### EXERCISE BRIEF
Lines from the first one down to the one containing "pub(crate) async fn" in the data below are the only ones needed; please return them exactly, both ends included.
─── ENTRIES SHOWN
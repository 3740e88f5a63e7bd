//! Configure command
//!
//! Run the `CMake` configuration step without building

use addonkit::{BuildOptions, Builder, Config};
use anyhow::{Context, Result};

/// Configure the project; `force` ignores an up-to-date `CMake` cache
pub(crate) async fn run(options: BuildOptions, config: &Config, force: bool) -> Result<()> {
    let mut builder = Builder::new(options, config)
        .await
        .context("Failed to prepare build")?;

    builder.configure_with(true, force).await?;

    println!(">> Configured in {}", builder.config().work_dir()?.display());
    Ok(())
}
//! Platform and architecture detection
//!
//! Produces the `<platform>_<arch>` triplet used to pick headers, cache
//! entries and output directories. Names follow Node's `process.platform` and
//! `process.arch`, with the floating-point ABI appended for ARM and RISC-V
//! (e.g. "linux_armhf", "linux_riscv64d").

use crate::elf::{self, HeaderError};
use std::env;
use std::fmt;
use std::path::Path;

const RISCV_FLOAT_ABI_MASK: u32 = 0x6;
const ARM_ABI_FLOAT_HARD: u32 = 0x400;
const ARM_ABI_FLOAT_SOFT: u32 = 0x200;

/// Target identity for one build
#[derive(Debug, Clone, PartialEq, Eq)]
pub struct Triplet {
    pub platform: String,
    pub arch: String,
}

impl Triplet {
    #[must_use]
    pub fn new(platform: impl Into<String>, arch: impl Into<String>) -> Self {
        Self {
            platform: platform.into(),
            arch: arch.into(),
        }
    }

    #[must_use]
    pub fn is_windows(&self) -> bool {
        self.platform == "win32"
    }

    #[must_use]
    pub fn is_macos(&self) -> bool {
        self.platform == "darwin"
    }
}

impl fmt::Display for Triplet {
    fn fmt(&self, f: &mut fmt::Formatter<'_>) -> fmt::Result {
        write!(f, "{}_{}", self.platform, self.arch)
    }
}

/// Host platform in Node naming ("linux", "darwin", "win32", ...)
#[must_use]
pub fn host_platform() -> &'static str {
    match env::consts::OS {
        "macos" => "darwin",
        "windows" => "win32",
        other => other,
    }
}

/// Host base architecture in Node naming, before any ABI refinement
#[must_use]
pub fn host_base_arch() -> &'static str {
    match env::consts::ARCH {
        "x86_64" => "x64",
        "x86" => "ia32",
        "aarch64" => "arm64",
        "powerpc64" => "ppc64",
        other => other,
    }
}

/// Append the floating-point ABI suffix encoded in `e_flags`.
///
/// Architectures without ABI variants are returned unchanged.
pub fn refine_arch(base: &str, flags: u32) -> Result<String, HeaderError> {
    match base {
        "riscv32" | "riscv64" => {
            let suffix = match flags & RISCV_FLOAT_ABI_MASK {
                0x2 => "f",
                0x4 => "d",
                0x6 => "q",
                _ => "",
            };
            Ok(format!("{base}{suffix}"))
        }
        "arm" => {
            if flags & ARM_ABI_FLOAT_HARD != 0 {
                Ok(format!("{base}hf"))
            } else if flags & ARM_ABI_FLOAT_SOFT != 0 {
                Ok(format!("{base}sf"))
            } else {
                Err(HeaderError::UnknownFloatAbi(flags))
            }
        }
        other => Ok(other.to_string()),
    }
}

/// Determine the effective architecture of the host runtime.
///
/// `executable` is only read when the base architecture has ABI variants.
pub fn determine_arch(executable: &Path) -> Result<String, HeaderError> {
    let base = host_base_arch();

    if !needs_refinement(base) {
        return Ok(base.to_string());
    }

    let buf = elf::read_file_header(executable, elf::HEADER_READ_LIMIT)?;
    let header = elf::decode_header(&buf)?;
    crate::debug!(
        "{} header: {}-bit {}, flags {:#x}",
        executable.display(),
        header.word_size.bits(),
        header.machine,
        header.flags
    );

    refine_arch(base, header.flags)
}

fn needs_refinement(base: &str) -> bool {
    matches!(base, "arm" | "riscv32" | "riscv64")
}

#[cfg(test)]
mod tests {
    use super::*;

    #[test]
    fn riscv_float_abi_suffixes() {
        assert_eq!(refine_arch("riscv64", 0x0).unwrap(), "riscv64");
        assert_eq!(refine_arch("riscv64", 0x2).unwrap(), "riscv64f");
        assert_eq!(refine_arch("riscv64", 0x4).unwrap(), "riscv64d");
        assert_eq!(refine_arch("riscv32", 0x6).unwrap(), "riscv32q");
        // RVC bit does not affect the float ABI
        assert_eq!(refine_arch("riscv64", 0x5).unwrap(), "riscv64d");
    }

    #[test]
    fn arm_float_abi() {
        assert_eq!(refine_arch("arm", 0x0500_0400).unwrap(), "armhf");
        assert_eq!(refine_arch("arm", 0x0500_0200).unwrap(), "armsf");
        // Hard-float wins when both bits are set
        assert_eq!(refine_arch("arm", 0x600).unwrap(), "armhf");
        assert!(matches!(
            refine_arch("arm", 0x0500_0000),
            Err(HeaderError::UnknownFloatAbi(0x0500_0000))
        ));
    }

    #[test]
    fn refinement_is_deterministic() {
        for flags in [0, 0x2, 0x4, 0x6, 0x200, 0x400] {
            assert_eq!(
                refine_arch("riscv64", flags).ok(),
                refine_arch("riscv64", flags).ok()
            );
        }
    }

    #[test]
    fn other_arches_pass_through() {
        assert_eq!(refine_arch("x64", 0xFFFF).unwrap(), "x64");
        assert_eq!(refine_arch("arm64", 0).unwrap(), "arm64");
    }

    #[test]
    fn triplet_display() {
        let triplet = Triplet::new("linux", "armhf");
        assert_eq!(triplet.to_string(), "linux_armhf");
        assert!(!triplet.is_windows());
        assert!(Triplet::new("win32", "x64").is_windows());
        assert!(Triplet::new("darwin", "arm64").is_macos());
    }

    #[test]
    fn host_names_are_node_style() {
        assert!(!host_platform().is_empty());
        assert_ne!(host_platform(), "macos");
        assert_ne!(host_base_arch(), "x86_64");
        assert_ne!(host_base_arch(), "aarch64");
    }
}
//! Builder state machine tests against a scripted `cmake`
#![cfg(unix)]

mod common;

use addonkit::builder::{BuildError, BuildOptions, BuildState, Builder};
use addonkit::config::Config;
use common::helpers::{create_project, fake_cmake, read_log};
use std::fs;
use std::path::{Path, PathBuf};
use tempfile::TempDir;

const MANIFEST: &str = r#"{ "name": "addon", "version": "1.0.0", "addonkit": { "api": "api" } }"#;

/// Project with local API headers so configuration never downloads
fn setup(configure_exit: i32, build_exit: i32) -> (TempDir, PathBuf, PathBuf, PathBuf) {
    let temp = TempDir::new().unwrap();
    let project = create_project(temp.path(), Some(MANIFEST));
    fs::create_dir_all(project.join("api/include")).unwrap();

    let log = temp.path().join("cmake.log");
    let cmake = fake_cmake(temp.path(), &log, configure_exit, build_exit);
    (temp, project, cmake, log)
}

async fn builder(project: &Path, cmake: &Path) -> Builder {
    let options = BuildOptions {
        project_dir: Some(project.to_path_buf()),
        runtime_version: Some("20.11.1".to_string()),
        arch: Some("x64".to_string()),
        cmake: Some(cmake.to_path_buf()),
        ..BuildOptions::default()
    };
    Builder::new(options, &Config::default()).await.unwrap()
}

fn configure_lines(log: &[String]) -> usize {
    log.iter()
        .filter(|line| !line.starts_with("--build") && !line.starts_with("MAKEFLAGS="))
        .count()
}

#[tokio::test]
async fn configure_runs_once_while_cache_is_fresh() {
    let (_temp, project, cmake, log) = setup(0, 0);
    let mut builder = builder(&project, &cmake).await;
    assert_eq!(builder.state(), BuildState::Uninitialized);

    builder.configure().await.unwrap();
    assert_eq!(builder.state(), BuildState::Configured);
    assert!(builder.config().work_dir().unwrap().join("CMakeCache.txt").exists());

    builder.configure().await.unwrap();
    assert_eq!(configure_lines(&read_log(&log)), 1);

    let first = read_log(&log);
    let args = first.first().unwrap();
    assert!(args.starts_with(&project.display().to_string()));
    assert!(args.contains("-DNODE_JS_INCLUDE_DIRS="));
    assert!(args.contains("-DCMAKE_BUILD_TYPE=RelWithDebInfo"));
    assert!(args.ends_with("--no-warn-unused-cli"));
}

#[tokio::test]
async fn forced_configure_runs_again() {
    let (_temp, project, cmake, log) = setup(0, 0);
    let mut builder = builder(&project, &cmake).await;

    builder.configure().await.unwrap();
    builder.configure_with(true, true).await.unwrap();

    assert_eq!(configure_lines(&read_log(&log)), 2);
    assert_eq!(builder.state(), BuildState::Configured);
}

#[tokio::test]
async fn failed_configure_retries_once_and_cleans_up() {
    let (_temp, project, cmake, log) = setup(3, 0);
    let mut builder = builder(&project, &cmake).await;

    let err = builder.configure().await.unwrap_err();
    assert!(matches!(err, BuildError::ConfigureFailed { code: 3 }));
    assert_eq!(configure_lines(&read_log(&log)), 2);
    assert_eq!(builder.state(), BuildState::Failed);
    assert!(!builder.config().work_dir().unwrap().exists());
}

#[tokio::test]
async fn configure_without_retry_runs_once() {
    let (_temp, project, cmake, log) = setup(1, 0);
    let mut builder = builder(&project, &cmake).await;

    let err = builder.configure_with(false, false).await.unwrap_err();
    assert!(matches!(err, BuildError::ConfigureFailed { code: 1 }));
    assert_eq!(configure_lines(&read_log(&log)), 1);
}

#[tokio::test]
async fn build_configures_then_compiles() {
    let (_temp, project, cmake, log) = setup(0, 0);
    let mut builder = builder(&project, &cmake).await;

    builder.build().await.unwrap();
    assert_eq!(builder.state(), BuildState::Built);

    let lines = read_log(&log);
    assert_eq!(configure_lines(&lines), 1);

    let build = lines.iter().find(|l| l.starts_with("--build")).unwrap();
    assert!(build.contains("--config RelWithDebInfo"));

    let makeflags = lines.iter().find(|l| l.starts_with("MAKEFLAGS=")).unwrap();
    if std::env::var_os("MAKEFLAGS").is_none() {
        assert!(makeflags.starts_with("MAKEFLAGS=-j"), "{makeflags}");
    }
}

#[tokio::test]
async fn second_build_reuses_configuration() {
    let (_temp, project, cmake, log) = setup(0, 0);
    let mut builder = builder(&project, &cmake).await;

    builder.build().await.unwrap();
    builder.build().await.unwrap();

    let lines = read_log(&log);
    assert_eq!(configure_lines(&lines), 1);
    assert_eq!(lines.iter().filter(|l| l.starts_with("--build")).count(), 2);
}

#[tokio::test]
async fn failed_build_reports_exit_code() {
    let (_temp, project, cmake, _log) = setup(0, 2);
    let mut builder = builder(&project, &cmake).await;

    let err = builder.build().await.unwrap_err();
    assert!(matches!(err, BuildError::BuildFailed { code: 2 }));
    assert_eq!(builder.state(), BuildState::Failed);
}

#[tokio::test]
async fn clean_removes_build_directory() {
    let (_temp, project, cmake, _log) = setup(0, 0);
    let mut builder = builder(&project, &cmake).await;

    builder.configure().await.unwrap();
    let build_dir = builder.config().build_dir.clone();
    assert!(build_dir.exists());

    let stats = builder.clean().await.unwrap();
    assert!(stats.files >= 1);
    assert!(!build_dir.exists());
    assert_eq!(builder.state(), BuildState::Uninitialized);
}

#[tokio::test]
async fn missing_cmake_override_is_a_missing_tool() {
    let (_temp, project, _cmake, log) = setup(0, 0);
    let mut builder = builder(&project, Path::new("/nonexistent/cmake")).await;

    let err = builder.configure().await.unwrap_err();
    assert!(matches!(err, BuildError::MissingBuildTool(_)));
    assert!(read_log(&log).is_empty());
    assert_eq!(builder.state(), BuildState::Failed);
}
//! Build orchestration
//!
//! A `Builder` owns one resolved `BuildConfig` and drives the add-on through
//! configure and build:
//! - check the project against the runtime version
//! - provision headers (and the Windows import library)
//! - run `CMake` to configure, retrying once from scratch on failure
//! - run `cmake --build`, or use a prebuilt binary when allowed
//!
//! The only persisted state is the `CMakeCache.txt` marker in the work
//! directory; it lets a second `configure()` skip re-running `CMake`.

pub mod cmake;
pub mod headers;
pub mod prebuild;
pub mod probe;
pub mod types;

pub use cmake::{CMake, ConfigureContext, WindowsLink};
pub use prebuild::PrebuildSource;
pub use probe::{Probe, probe_tool};
pub use types::{BuildConfig, BuildMode, BuildOptions, BuildState, ParseModeError};

use crate::arch::{self, Triplet};
use crate::archive::ArchiveError;
use crate::compat::{self, CompatError};
use crate::config::Config;
use crate::download::{DownloadError, Fetcher};
use crate::elf::HeaderError;
use crate::project::{ExpandContext, ProjectError, ProjectOptions};
use crate::runtime::{Runtime, RuntimeError};
use crate::stats::{self, Stats};
use std::io;
use std::path::{Path, PathBuf};
use std::process::ExitStatus;
use thiserror::Error;

/// Marker left by a successful configure step
pub const CMAKE_CACHE_MARKER: &str = "CMakeCache.txt";

const CMAKE_LISTS: &str = "CMakeLists.txt";

#[derive(Debug, Error)]
pub enum BuildError {
    #[error("Cannot find {0}, make sure it is installed and in your PATH")]
    MissingBuildTool(String),

    #[error("This directory does not appear to have a {}", path.display())]
    MissingProjectDescriptor { path: PathBuf },

    #[error("Failed to run configuration step (exit code {code})")]
    ConfigureFailed { code: i32 },

    #[error("Failed to run build step (exit code {code})")]
    BuildFailed { code: i32 },

    #[error("Unsupported architecture '{0}' for Windows import libraries")]
    UnsupportedArchitecture(String),

    #[error("Cannot derive a cache file name from prebuild URL {0}")]
    InvalidPrebuildUrl(String),

    #[error(transparent)]
    Compat(#[from] CompatError),

    #[error(transparent)]
    Header(#[from] HeaderError),

    #[error(transparent)]
    Archive(#[from] ArchiveError),

    #[error(transparent)]
    Download(#[from] DownloadError),

    #[error(transparent)]
    Project(#[from] ProjectError),

    #[error(transparent)]
    Runtime(#[from] RuntimeError),

    #[error(transparent)]
    InvalidMode(#[from] ParseModeError),

    #[error("Failed to {context}: {source}")]
    Io {
        context: String,
        #[source]
        source: io::Error,
    },

    #[error(transparent)]
    Config(#[from] anyhow::Error),
}
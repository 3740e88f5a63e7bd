//! Path utilities for locating project files and removing build trees.

use std::io;
use std::path::{Path, PathBuf};
use std::time::Duration;

/// Attempts made by `remove_dir_recursive` on Windows, where virus scanners and
/// indexers briefly lock freshly written files
const WINDOWS_REMOVE_ATTEMPTS: u32 = 3;

/// Find the nearest directory at or above `start` containing `basename`.
#[must_use]
pub fn find_parent_directory(start: &Path, basename: &str) -> Option<PathBuf> {
    start
        .ancestors()
        .find(|dir| dir.join(basename).exists())
        .map(Path::to_path_buf)
}

/// Render a path with forward slashes, for values handed to `CMake`.
#[must_use]
pub fn to_forward_slashes(path: &Path) -> String {
    let text = path.to_string_lossy();
    if cfg!(windows) {
        text.replace('\\', "/")
    } else {
        text.into_owned()
    }
}

/// Remove a directory tree.
///
/// A missing directory is not an error. On Windows removal is retried a few
/// times with a short linear backoff.
pub async fn remove_dir_recursive(path: &Path) -> io::Result<()> {
    let attempts = if cfg!(windows) {
        WINDOWS_REMOVE_ATTEMPTS
    } else {
        1
    };

    let mut attempt = 1;
    loop {
        match tokio::fs::remove_dir_all(path).await {
            Ok(()) => return Ok(()),
            Err(e) if e.kind() == io::ErrorKind::NotFound => return Ok(()),
            Err(e) if attempt >= attempts => return Err(e),
            Err(e) => {
                crate::debug!(
                    "Removing {} failed (attempt {attempt}): {e}",
                    path.display()
                );
                tokio::time::sleep(Duration::from_millis(100 * u64::from(attempt))).await;
                attempt += 1;
            }
        }
    }
}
──────
### ANSWER TO THIS TASK
repository 3740e88f5a63e7bd
//! Configure command
//!
//! Run the `CMake` configuration step without building

use addonkit::{BuildOptions, Builder, Config};
use anyhow::{Context, Result};

/// Configure the project; `force` ignores an up-to-date `CMake` cache
pub(crate) async fn run(options: BuildOptions, config: &Config, force: bool) -> Result<()> {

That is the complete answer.